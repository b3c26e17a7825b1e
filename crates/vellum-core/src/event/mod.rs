// Copyright 2025 eraflo
//
// Licensed under the Apache License, Version 2.0 (the "License");
// you may not use this file except in compliance with the License.
// You may obtain a copy of the License at
//
//     http://www.apache.org/licenses/LICENSE-2.0
//
// Unless required by applicable law or agreed to in writing, software
// distributed under the License is distributed on an "AS IS" BASIS,
// WITHOUT WARRANTIES OR CONDITIONS OF ANY KIND, either express or implied.
// See the License for the specific language governing permissions and
// limitations under the License.

//! Event-driven notifications emitted around snapshot operations.
//!
//! The [`EventBus`] is a generic MPSC channel; [`SnapshotEvent`] is the event
//! vocabulary the snapshot coordinator publishes on it.

mod bus;

pub use self::bus::EventBus;

/// A notification published by the snapshot coordinator.
#[derive(Debug, Clone, PartialEq, Eq)]
pub enum SnapshotEvent {
    /// A restore finished its final phase.
    Deserialized,
    /// A save entry was recorded under the given name.
    GameSaved {
        /// The name of the save entry.
        name: String,
    },
    /// The suspension count went from zero to one.
    SuspendingSerialization,
    /// The suspension count returned to zero.
    ResumingSerialization,
}
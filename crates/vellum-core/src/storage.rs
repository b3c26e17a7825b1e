// Copyright 2025 eraflo
//
// Licensed under the Apache License, Version 2.0 (the "License");
// you may not use this file except in compliance with the License.
// You may obtain a copy of the License at
//
//     http://www.apache.org/licenses/LICENSE-2.0
//
// Unless required by applicable law or agreed to in writing, software
// distributed under the License is distributed on an "AS IS" BASIS,
// WITHOUT WARRANTIES OR CONDITIONS OF ANY KIND, either express or implied.
// See the License for the specific language governing permissions and
// limitations under the License.

//! The persistent key/value store used for the save-slot index and resume points.

use std::collections::HashMap;

/// A minimal string store, such as a platform's player-preferences API.
pub trait KeyValueStore {
    /// Reads a value; `None` when the key was never written.
    fn get_string(&self, key: &str) -> Option<String>;

    /// Writes a value, replacing any previous one.
    fn set_string(&mut self, key: &str, value: String);
}

/// An in-process store, used by tests and by hosts without persistence.
#[derive(Debug, Default, Clone)]
pub struct MemoryStore {
    values: HashMap<String, String>,
}

impl MemoryStore {
    /// Creates an empty store.
    pub fn new() -> Self {
        Self::default()
    }

    /// Returns the number of stored keys.
    pub fn len(&self) -> usize {
        self.values.len()
    }

    /// Returns `true` if nothing has been stored.
    pub fn is_empty(&self) -> bool {
        self.values.is_empty()
    }
}

impl KeyValueStore for MemoryStore {
    fn get_string(&self, key: &str) -> Option<String> {
        self.values.get(key).cloned()
    }

    fn set_string(&mut self, key: &str, value: String) {
        self.values.insert(key.to_string(), value);
    }
}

..............................

WHAT YOU ARE ASKED TO DO -
Would you please set down the lines from the one with "an empty store." to the end of the data above, exactly and without any other lines?

RESPONSE -
    /// Creates an empty store.
    pub fn new() -> Self {
        Self::default()
    }

    /// Returns the number of stored keys.
    pub fn len(&self) -> usize {
        self.values.len()
    }

    /// Returns `true` if nothing has been stored.
    pub fn is_empty(&self) -> bool {
        self.values.is_empty()
    }
}

impl KeyValueStore for MemoryStore {
    fn get_string(&self, key: &str) -> Option<String> {
        self.values.get(key).cloned()
    }

    fn set_string(&mut self, key: &str, value: String) {
        self.values.insert(key.to_string(), value);
    }
}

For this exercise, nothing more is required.